On 14 August 2018, Excision released his fourth studio album, Apex. The album took two years to make and it contains 14 songs and collaborations with artists including Dion Timmer, Sullivan King, Space Laces, Illenium and others. Excision stated that the album is a celebration of all he's accomplished in his career.

In June 2019, he announced an upcoming EP with Dutch producer Dion Timmer. This collab EP, named Breaking Through, was released on the 22 June.

In September, he announced another EP with American dubstep producer Wooli. It was named Evolution EP and released on 13 September with Seven Lions's single Another Me.

In November, after more than three years of The Paradox, Abel announced his new audio/visual concept show titled "The Evolution" along with a double-header show he called "The Thunderdome." The new production debuted on 31 January and lasted until 1 February 2020 in Tacoma Dome, Washington. The production was inevitably cut short due to COVID-19.

In 2020, Abel released his second collaboration with Illenium, titled "Feel Something". The song featured the American metalcore band I Prevail. He also followed up by another single with Downlink, his first collaboration with him after 3 years, titled "Resistance".

In September 2020, Excision announced his new record label, Subsidia Records, and launched three compilations consisting of 118 bass songs, ranging from Experimental Bass, Melodic Bass and Heavy Bass. He also released a one-and-a-half-hour long mix from his Lost Lands: Couch Lands livestream, titled Excision Subsidia Mix 2020, along with three new singles, "Necromancer" with Dion Timmer, "Demise" with PhaseOne, and "Erase You" with Wooli and HALIENE. Subsidia was named best record label of 2020 by edm.com

In 2021, Excision hosted a 2-day event at Legend Valley called Reunion. Followed by the return of Bass Canyon in August and Lost Lands in September.

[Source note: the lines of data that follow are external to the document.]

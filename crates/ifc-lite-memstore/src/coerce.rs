// This Source Code Form is subject to the terms of the Mozilla Public
// License, v. 2.0. If a copy of the MPL was not distributed with this
// file, You can obtain one at https://mozilla.org/MPL/2.0/.

//! Conversions applied when a value is read as a different kind

use ifc_lite_sdai::{StoreKind, StoreValue};

/// Convert a stored value to the requested kind
///
/// `kind` must not be [`StoreKind::Adb`]; boxing is the store's job.
pub(crate) fn coerce(value: &StoreValue, kind: StoreKind) -> Option<StoreValue> {
    if value.kind() == kind {
        return Some(value.clone());
    }

    match (value, kind) {
        (StoreValue::Integer(i), StoreKind::Real) => Some(StoreValue::Real(*i as f64)),
        (StoreValue::Integer(i), StoreKind::String) => Some(StoreValue::String(i.to_string())),
        (StoreValue::Real(r), StoreKind::String) => Some(StoreValue::String(r.to_string())),

        (StoreValue::Boolean(b), StoreKind::Logical) => Some(StoreValue::Logical(letter(*b))),
        (StoreValue::Boolean(b), StoreKind::Enumeration) => {
            Some(StoreValue::Enumeration(letter(*b)))
        }
        (StoreValue::Boolean(b), StoreKind::String) => Some(StoreValue::String(letter(*b))),

        (StoreValue::Logical(s), StoreKind::Boolean)
        | (StoreValue::Enumeration(s), StoreKind::Boolean) => boolean(s).map(StoreValue::Boolean),
        (StoreValue::Logical(s), StoreKind::Enumeration) => {
            Some(StoreValue::Enumeration(s.clone()))
        }
        (StoreValue::Enumeration(s), StoreKind::Logical) if is_logical(s) => {
            Some(StoreValue::Logical(s.clone()))
        }
        (StoreValue::Logical(s), StoreKind::String)
        | (StoreValue::Enumeration(s), StoreKind::String)
        | (StoreValue::Binary(s), StoreKind::String) => Some(StoreValue::String(s.clone())),

        (StoreValue::String(s), StoreKind::Binary) => Some(StoreValue::Binary(s.clone())),

        _ => None,
    }
}

fn letter(b: bool) -> String {
    if b { "T" } else { "F" }.to_string()
}

fn boolean(s: &str) -> Option<bool> {
    match s {
        "T" | "TRUE" => Some(true),
        "F" | "FALSE" => Some(false),
        _ => None,
    }
}

fn is_logical(s: &str) -> bool {
    matches!(s, "T" | "F" | "U")
}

In January 2022, Excision released his 5th full-length studio album titled Onyx. Onyx has 17 tracks featuring a mix of Excision original songs and collaborations with other artists.

==Festivals==
In 2017, Excision announced the inaugural year of his own dinosaur-themed music festival, Lost Lands. Lost Lands took place at Legend Valley, Ohio 29 September through 1 October 2017. The lineup consisted of many of the top bass music DJs including Excision, Seven Lions, Rezz, Zeds Dead, 12th Planet, Destroid, Kill The Noise, and many more.

On 15 March 2018, following the success of the inaugural Lost Lands, Excision announced a west coast version of the festival, Bass Canyon, to be held 24–26 August 2018 at The Gorge Amphitheatre in George, Washington. Like Lost Lands, Bass Canyon began as a yearly camping festival featuring top bass music producers. In 2018, artists included Excision, Zomboy, NGHTMRE, Liquid Stranger, 12th Planet, and many more.

Excision then announced, on 1 August 2021, Paradise Blue, an all-inclusive destination festival that first took place at the Paradisus resort in Cancún, Mexico on 29 April to 1 May 2022.

== Discography ==

- Studio albums
- X Rated (2011)
- Codename X (2015)
- Virus (2016)
- Apex (2018)
- Onyx (2022)

== Achievements ==
"Destroid 1 Raise Your Fist" peaked at number 50 on the Billboard Dance/Electronic Songs chart on 10 August 2013.

Awarded for Best Dubstep Track at the 2012 first annual DMA's (Dubstep Music Awards).